NFリレー小説【三日目】
こんにちは、美崎です。
リレー小説が連日盛り上がってくれて、企画者たる僕は大変うれしいです。
さて三日目は、イワシとしてのオオサンショウウオが意識の海で漂うお話になっております。
では、お楽しみください。
リレー小説が連日盛り上がってくれて、企画者たる僕は大変うれしいです。
さて三日目は、イワシとしてのオオサンショウウオが意識の海で漂うお話になっております。
では、お楽しみください。
●11月24日(土)
創世記758年、世界は闇に包まれていた。
細かいことはどうでもいい。ただ“世界は闇に包まれている”という、その事実だけが重要であるのだ。文明が一度滅び、自然に還ったこの創世記において、“闇に包まれている”というのはすなわち“何も見えない”ということを表していた。人類の目は確実に退化していった。
しかし、人類は完全には失明していなかった。人類が唯一見ることを許されたもの、それは……

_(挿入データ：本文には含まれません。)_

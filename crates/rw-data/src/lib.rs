pub mod loaders;
pub mod repository;

pub use loaders::*;
pub use repository::*;
/// Genetic optimizer settings
#[derive(Debug, Clone, PartialEq, Serialize, Deserialize)]
#[serde(rename_all = "camelCase", default)]
pub struct GaConfig {
    pub population_size: usize,
    pub generations: usize,
    pub n_folds: usize,
    /// Chance that a child is produced by mutation.
    pub mutation_probability: f64,
    pub mutation_amplitude: f64,
    /// Chance that a child is produced by crossover. The remainder reproduces.
    pub crossover_probability: f64,
    /// Chance that each parameter of a mutated child changes.
    pub feature_mutation_probability: f64,
    /// Drawn at random and logged when unset.
    pub seed: Option<u64>,
    pub fitness_epsilon: f64,
    /// Evaluate the individuals of a generation in parallel.
    pub parallel_individuals: bool,
    pub name_prefix: String,
}

impl Default for GaConfig {
    fn default() -> Self {
        Self {
            population_size: 20,
            generations: 10,
            n_folds: 3,
            mutation_probability: 0.3,
            mutation_amplitude: 0.2,
            crossover_probability: 0.5,
            feature_mutation_probability: 0.5,
            seed: None,
            fitness_epsilon: 1e-3,
            parallel_individuals: false,
            name_prefix: "ga".to_string(),
        }
    }
}

impl GaConfig {
    pub fn new(population_size: usize, generations: usize) -> Self {
        Self {
            population_size,
            generations,
            ..Self::default()
        }
    }

    pub fn with_folds(mut self, n_folds: usize) -> Self {
        self.n_folds = n_folds;
        self
    }

    pub fn with_seed(mut self, seed: u64) -> Self {
        self.seed = Some(seed);
        self
    }

    pub fn with_probabilities(mut self, crossover: f64, mutation: f64) -> Self {
        self.crossover_probability = crossover;
        self.mutation_probability = mutation;
        self
    }

    pub fn with_mutation(mut self, feature_probability: f64, amplitude: f64) -> Self {
        self.feature_mutation_probability = feature_probability;
        self.mutation_amplitude = amplitude;
        self
    }

    pub fn with_parallel_individuals(mut self, parallel: bool) -> Self {
        self.parallel_individuals = parallel;
        self
    }

    pub fn with_name_prefix(mut self, prefix: impl Into<String>) -> Self {
        self.name_prefix = prefix.into();
        self
    }

    pub fn validate(&self) -> RwResult<()> {
        if self.population_size == 0 {
            return Err(config_error!("populationSize must be at least 1"));
        }
        if self.generations == 0 {
            return Err(config_error!("generations must be at least 1"));
        }
        if self.n_folds < 2 {
            return Err(config_error!("nFolds must be at least 2, got {}", self.n_folds));
        }
        for (name, p) in [
            ("mutationProbability", self.mutation_probability),
            ("crossoverProbability", self.crossover_probability),
            ("featureMutationProbability", self.feature_mutation_probability),
        ] {
            if !(0.0..=1.0).contains(&p) {
                return Err(config_error!("{name} must be within [0, 1], got {p}"));
            }
        }
        if self.crossover_probability + self.mutation_probability > 1.0 + 1e-9 {
            return Err(config_error!(
                "crossoverProbability + mutationProbability must not exceed 1"
            ));
        }
        if !(self.mutation_amplitude >= 0.0 && self.mutation_amplitude.is_finite()) {
            return Err(config_error!("mutationAmplitude must be a non-negative number"));
        }
        if !(self.fitness_epsilon > 0.0 && self.fitness_epsilon.is_finite()) {
            return Err(config_error!("fitnessEpsilon must be positive"));
        }
        if self.name_prefix.is_empty() {
            return Err(config_error!("namePrefix must not be empty"));
        }
        Ok(())
    }
}
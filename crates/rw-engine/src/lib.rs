//! Evaluation engine for Rankwise
//!
//! Search-backend clients and the concurrent runner that scores one
//! experiment against a judged query set.

pub mod analysis;
pub mod client;
pub mod elastic;
pub mod request;
pub mod runner;
pub mod solr;
pub mod validation;

pub use analysis::{compare_analyzers, ConflatedTerms};
pub use client::{SearchClient, TermCount, DEFAULT_BACKEND_TIMEOUT};
pub use elastic::{ElasticClient, EsQuery};
pub use request::SearchRequest;
pub use runner::{score_batch, ExperimentRunner, RunOutcome, RunSummary, RunnerConfig};
pub use solr::SolrClient;
pub use validation::{validate_judgment_ids, IdValidationReport};
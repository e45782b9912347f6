//! Disjoint partition of judged queries for cross-validation.

use rand::seq::SliceRandom;
use rand::Rng;

use rw_types::{config_error, Judgments, RwResult};

/// Judged queries split into `n` disjoint folds.
#[derive(Debug, Clone)]
pub struct Folds<'a> {
    folds: Vec<Vec<&'a Judgments>>,
}

impl<'a> Folds<'a> {
    /// Shuffle, then deal round-robin. Needs at least two folds.
    pub fn partition<R: Rng + ?Sized>(judgments: &'a [Judgments], n_folds: usize, rng: &mut R) -> RwResult<Self> {
        if n_folds < 2 {
            return Err(config_error!("nFolds must be at least 2, got {n_folds}"));
        }
        let mut shuffled: Vec<&Judgments> = judgments.iter().collect();
        shuffled.shuffle(rng);

        let mut folds = vec![Vec::new(); n_folds];
        for (i, j) in shuffled.into_iter().enumerate() {
            folds[i % n_folds].push(j);
        }
        Ok(Self { folds })
    }

    pub fn len(&self) -> usize {
        self.folds.len()
    }

    pub fn is_empty(&self) -> bool {
        self.folds.is_empty()
    }

    /// Fold held out in `generation`.
    pub fn held_out(&self, generation: usize) -> usize {
        generation % self.folds.len()
    }

    pub fn test(&self, fold: usize) -> &[&'a Judgments] {
        &self.folds[fold]
    }

    /// Every fold except `fold`.
    pub fn train(&self, fold: usize) -> Vec<&'a Judgments> {
        self.folds
            .iter()
            .enumerate()
            .filter(|(i, _)| *i != fold)
            .flat_map(|(_, f)| f.iter().copied())
            .collect()
    }
}

#[cfg(test)]
mod tests {
    use super::*;
    use rand::SeedableRng;
    use rand_chacha::ChaCha8Rng;
    use rw_types::{QueryInfo, RwError};
    use std::collections::HashSet;

    fn queries(n: usize) -> Vec<Judgments> {
        (0..n)
            .map(|i| Judgments::new(QueryInfo::for_query(format!("q{i}"))).with_judgment("d", 1.0))
            .collect()
    }

    #[test]
    fn folds_are_disjoint_and_balanced() {
        let all = queries(10);
        let mut rng = ChaCha8Rng::seed_from_u64(3);
        let folds = Folds::partition(&all, 3, &mut rng).unwrap();
        assert_eq!(folds.len(), 3);

        let sizes: Vec<usize> = (0..3).map(|f| folds.test(f).len()).collect();
        assert_eq!(sizes, vec![4, 3, 3]);

        let mut seen = HashSet::new();
        for f in 0..3 {
            for j in folds.test(f) {
                assert!(seen.insert(j.query_info.query_id.clone()));
            }
        }
        assert_eq!(seen.len(), 10);
    }

    #[test]
    fn train_is_complement_of_held_out() {
        let all = queries(7);
        let mut rng = ChaCha8Rng::seed_from_u64(11);
        let folds = Folds::partition(&all, 2, &mut rng).unwrap();
        for generation in 0..4 {
            let fold = folds.held_out(generation);
            assert_eq!(fold, generation % 2);
            assert_eq!(folds.train(fold).len() + folds.test(fold).len(), 7);
        }
    }

    #[test]
    fn single_fold_is_rejected() {
        let all = queries(3);
        let mut rng = ChaCha8Rng::seed_from_u64(0);
        assert!(matches!(Folds::partition(&all, 1, &mut rng), Err(RwError::Config(_))));
    }
}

闇の中に沈みながら、世界は無に還ったわけではない、創世記以前―光の下で生物が生きては死に、人類が文明を作っては滅び、あらゆる創世と破壊が繰り返された昔の世界を同じように、確かに“生物”のようなものはそこに存在し、活動していた。
しかし“彼ら”に“体は無かった”いや、「体」を持つということを確認できない闇の中で「体」と「意識」が遊離し、「体」(=実体)が無に、「意識」が世界を支配した。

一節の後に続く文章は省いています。